I have a Gateway laptop that I bought (refurbished) about five years ago. It’s running Linux Mint, and I use it for light web browsing and playing music on the sound system. It’s not great - the build quality was pretty poor to begin with, and it’s definitely showing its age - but it works, mostly.
This summer, however, it began to turn itself off. Hard shutdown, no warning, just instantly dead. The most common cause of this is overheating - the system shutting itself off to prevent damage. But the laptop wasn’t that hot to the touch. It was running its fans on high speed most of the time, but I’d felt laptops get a lot hotter before. The problem got worse, though. Eventually it was so bad that it would shut off within minutes of booting, even after hours of sitting idle.

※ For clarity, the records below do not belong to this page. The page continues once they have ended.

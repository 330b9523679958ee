//! Configuration types for Sectionwise.
//!
//! The configuration names the LMS endpoint, the operator's bearer credential
//! and the target course, plus the tunables of roster classification and
//! allocation. It is loaded from `sectionwise.json` and threaded explicitly
//! through [`CourseSession`](crate::CourseSession); nothing is global.

use std::fmt;
use std::path::Path;

use chrono::Duration;
use sectionwise_lms::CourseId;
use serde::{Deserialize, Serialize};

use crate::error::{Result, SectionwiseError};
use crate::roster::RosterSettings;

/// The default config file name.
const CONFIG_FILE_NAME: &str = "sectionwise.json";

/// Default number of students a facilitator takes.
const fn default_facilitator_capacity() -> usize {
    25
}

/// Default window, in days, in which an enrollment counts as new.
const fn default_new_enrollment_window_days() -> u32 {
    7
}

/// Default domain for synthesized email addresses.
fn default_email_domain() -> String {
    "acu.edu.au".to_string()
}

/// Default SIS id prefix marking tool-created sections.
fn default_section_id_prefix() -> String {
    "SM_".to_string()
}

/// Default offset, in days, of the informational census date.
const fn default_census_offset_days() -> u32 {
    14
}

/// A bearer credential. Never printed.
#[derive(Clone, PartialEq, Eq, Serialize, Deserialize)]
#[serde(transparent)]
pub struct Secret(String);

impl Secret {
    /// Wraps a credential.
    #[must_use]
    pub fn new(value: impl Into<String>) -> Self {
        Self(value.into())
    }

    /// Returns the credential.
    #[must_use]
    pub fn expose(&self) -> &str {
        &self.0
    }
}

impl fmt::Debug for Secret {
    fn fmt(&self, f: &mut fmt::Formatter<'_>) -> fmt::Result {
        f.write_str("Secret(***)")
    }
}

/// Main configuration for Sectionwise.
#[derive(Debug, Clone, Serialize, Deserialize)]
#[serde(rename_all = "camelCase")]
pub struct Config {
    /// LMS base URL, e.g. `https://canvas.example.edu`.
    #[serde(default)]
    pub endpoint_url: Option<String>,

    /// Bearer token used verbatim for every LMS call.
    #[serde(default, skip_serializing)]
    pub credential: Option<Secret>,

    /// Target course.
    #[serde(default)]
    pub course_id: Option<u64>,

    /// Students per facilitator used for recommendations.
    #[serde(default = "default_facilitator_capacity")]
    pub facilitator_capacity: usize,

    /// Days within which an enrollment counts as new.
    #[serde(default = "default_new_enrollment_window_days")]
    pub new_enrollment_window_days: u32,

    /// Domain used to synthesize missing email addresses.
    #[serde(default = "default_email_domain")]
    pub email_domain: String,

    /// SIS id prefix that marks tool-created sections.
    #[serde(default = "default_section_id_prefix")]
    pub section_id_prefix: String,

    /// Days from now to the informational census date.
    #[serde(default = "default_census_offset_days")]
    pub census_offset_days: u32,
}

impl Default for Config {
    fn default() -> Self {
        Self {
            endpoint_url: None,
            credential: None,
            course_id: None,
            facilitator_capacity: default_facilitator_capacity(),
            new_enrollment_window_days: default_new_enrollment_window_days(),
            email_domain: default_email_domain(),
            section_id_prefix: default_section_id_prefix(),
            census_offset_days: default_census_offset_days(),
        }
    }
}

/// Validated connection parameters.
#[derive(Debug, Clone, PartialEq, Eq)]
pub struct Connection {
    /// LMS base URL.
    pub endpoint_url: String,
    /// Bearer token.
    pub credential: Secret,
    /// Target course.
    pub course_id: CourseId,
}

impl Config {
    /// Loads configuration from the current working directory.
    ///
    /// Looks for `sectionwise.json` in the current directory; if it does not
    /// exist, returns the default configuration.
    pub fn load() -> Result<Self> {
        let current_dir = std::env::current_dir().map_err(|e| {
            SectionwiseError::config_parse(
                "<current directory>",
                format!("cannot determine current directory: {e}"),
            )
        })?;
        Self::load_from_dir(&current_dir)
    }

    /// Loads configuration from `sectionwise.json` in a specific directory.
    pub fn load_from_dir(dir: &Path) -> Result<Self> {
        Self::load_from_file(&dir.join(CONFIG_FILE_NAME))
    }

    /// Loads configuration from a specific file path.
    ///
    /// A missing file yields the default configuration. Connection fields may
    /// still be absent afterwards; [`Config::connection`] checks them.
    ///
    /// # Errors
    ///
    /// Returns `SectionwiseError::ConfigParseError` if the file exists but
    /// cannot be read or parsed, and `SectionwiseError::ConfigurationError`
    /// if a tunable is out of range.
    pub fn load_from_file(path: &Path) -> Result<Self> {
        let contents = match std::fs::read_to_string(path) {
            Ok(contents) => contents,
            Err(e) if e.kind() == std::io::ErrorKind::NotFound => {
                let config = Self::default();
                config.validate()?;
                return Ok(config);
            }
            Err(e) => {
                return Err(SectionwiseError::config_parse(
                    path,
                    format!("failed to read file: {e}"),
                ));
            }
        };

        let config: Self = serde_json::from_str(&contents)
            .map_err(|e| SectionwiseError::config_parse(path, e.to_string()))?;
        config.validate()?;
        Ok(config)
    }

    /// Applies command-line or environment overrides.
    #[must_use]
    pub fn with_overrides(
        mut self,
        endpoint_url: Option<String>,
        credential: Option<String>,
        course_id: Option<u64>,
    ) -> Self {
        if let Some(endpoint_url) = endpoint_url {
            self.endpoint_url = Some(endpoint_url);
        }
        if let Some(credential) = credential {
            self.credential = Some(Secret::new(credential));
        }
        if let Some(course_id) = course_id {
            self.course_id = Some(course_id);
        }
        self
    }

    /// Validates the tunables.
    ///
    /// # Errors
    ///
    /// Returns `SectionwiseError::ConfigurationError` if any check fails.
    pub fn validate(&self) -> Result<()> {
        if self.facilitator_capacity == 0 {
            return Err(SectionwiseError::configuration(
                "facilitatorCapacity must be greater than 0",
                "Set facilitatorCapacity to at least 1 in your sectionwise.json",
            ));
        }

        if self.email_domain.trim().is_empty() {
            return Err(SectionwiseError::configuration(
                "emailDomain must not be empty",
                "Set emailDomain to your institution's domain in your sectionwise.json",
            ));
        }

        if self.section_id_prefix.trim().is_empty() {
            return Err(SectionwiseError::configuration(
                "sectionIdPrefix must not be empty",
                "Remove sectionIdPrefix from your sectionwise.json to use the default 'SM_'",
            ));
        }

        Ok(())
    }

    /// Checks that endpoint, credential and course are present and usable.
    ///
    /// Fails fast, before any network call.
    pub fn connection(&self) -> Result<Connection> {
        let endpoint_url = self
            .endpoint_url
            .as_deref()
            .map(str::trim)
            .filter(|url| !url.is_empty())
            .ok_or_else(|| {
                SectionwiseError::configuration(
                    "endpointUrl is required",
                    "Set endpointUrl in sectionwise.json, SECTIONWISE_ENDPOINT, or pass --endpoint",
                )
            })?;
        if !(endpoint_url.starts_with("https://") || endpoint_url.starts_with("http://")) {
            return Err(SectionwiseError::configuration(
                format!("endpointUrl '{endpoint_url}' must start with http:// or https://"),
                "Use the LMS base URL, e.g. https://canvas.example.edu",
            ));
        }

        let credential = self
            .credential
            .clone()
            .filter(|secret| !secret.expose().trim().is_empty())
            .ok_or_else(|| {
                SectionwiseError::configuration(
                    "credential is required",
                    "Set SECTIONWISE_TOKEN or pass --token with an LMS access token",
                )
            })?;

        let course_id = self.course_id.filter(|id| *id > 0).ok_or_else(|| {
            SectionwiseError::configuration(
                "courseId is required",
                "Set courseId in sectionwise.json, SECTIONWISE_COURSE_ID, or pass --course",
            )
        })?;

        Ok(Connection {
            endpoint_url: endpoint_url.to_string(),
            credential,
            course_id: CourseId(course_id),
        })
    }

    /// Returns the classifier settings derived from this configuration.
    #[must_use]
    pub fn roster_settings(&self) -> RosterSettings {
        RosterSettings {
            section_id_prefix: self.section_id_prefix.clone(),
            email_domain: self.email_domain.clone(),
            new_enrollment_window: Duration::days(i64::from(self.new_enrollment_window_days)),
            facilitator_capacity: self.facilitator_capacity,
        }
    }

    /// Returns the census offset as a duration.
    #[must_use]
    pub fn census_offset(&self) -> Duration {
        Duration::days(i64::from(self.census_offset_days))
    }
}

I started to think it might be the thermal paste - the goop that transfers heat from the CPU and GPU to the heat sink, and from there out of the case. What if it had dried out? I could replace it, but I didn’t relish the prospect of cracking the case on this thing for no reason (luckily, it had become useless anyway, so I could risk accidentally destroying it).
I wanted to be sure that overheating was the cause of the shutdowns. I needed to log the temperature readings from the motherboard sensors, and I wanted to send them to a healthy system so I could see what was happening. I decided to see if I could send them to a Google Docs spreadsheet - I could collect the data there, and also analyze it or export it as necessary.
First of all, I installed the
sensors package. Running this gave me output like:
acpitz-virtual-0 Adapter: Virtual device temp1: +94.0°C (crit = +100.0°C) temp2: +87.0°C (crit = +100.0°C) k10temp-pci-00c3 Adapter: PCI adapter temp1: +94.1°C (high = +95.0°C)
Okay, so I have three sensors in this machine, and they were running pretty freaking hot. Not good. Now I needed to parse that output for just the current values, removing all of the other stuff. After some command-line fiddling, I settled on:
sensors | grep ^temp | tr -d "°C+" | tr -s " " | cut -d" " -f2 | paste -sd " "
which resulted in one line with all three values on it:
94.0 87.0 94.1.
In Google Docs, I created a spreadsheet with the columns I wanted - a timestamp and three sensor fields. To collect the data, I linked a survery form to the spreadsheet - I’d be able to write a script to submit the sensor values using a simple HTTP POST. The source code for the form contained the field names I’d need to send.
My final script would post the sensor values every 30 seconds. It looked like this:
(The form is no longer accepting responses.) I set it up as a cron job to run on system startup:
With the spreadsheet happily accepting my sensor values, I rebooted the machine a few times, letting it turn itself off each time and cool down for a while. While I waited, I put together a chart view of the sensor data. The result was this:
In the end, I didn’t need to do much analysis. It was clear that in each case, the system temperature climbed until sensors #1 and #3 were near 100°, and then the system shut down, registering no data points until it started up again at a much lower temperature.
So heat was definitely the culprit. I ordered a tube of thermal paste.
I opened up the laptop, carefully collecting all the tiny screws (a strongish magnet in a stainless steel bowl works great!). The heat sink assembly was mounted near the very bottom of the case. I unscrewed and removed the heat sink, exposing the thermal paste on the CPU and GPU. It was fairly dry and crumbly. I scraped it off, removing the last remnants with isopropyl alcohol, and applied the new paste. With that done, I reassembled the laptop and (to put it mildly) was quite relieved when it booted up normally.
Here are the post-op temperature readings:
Pretty good. It still runs a bit hotter than I’d like, particularly under load, but it hasn’t turned itself off once since it got the new thermal paste. All in all, a very satisfying result.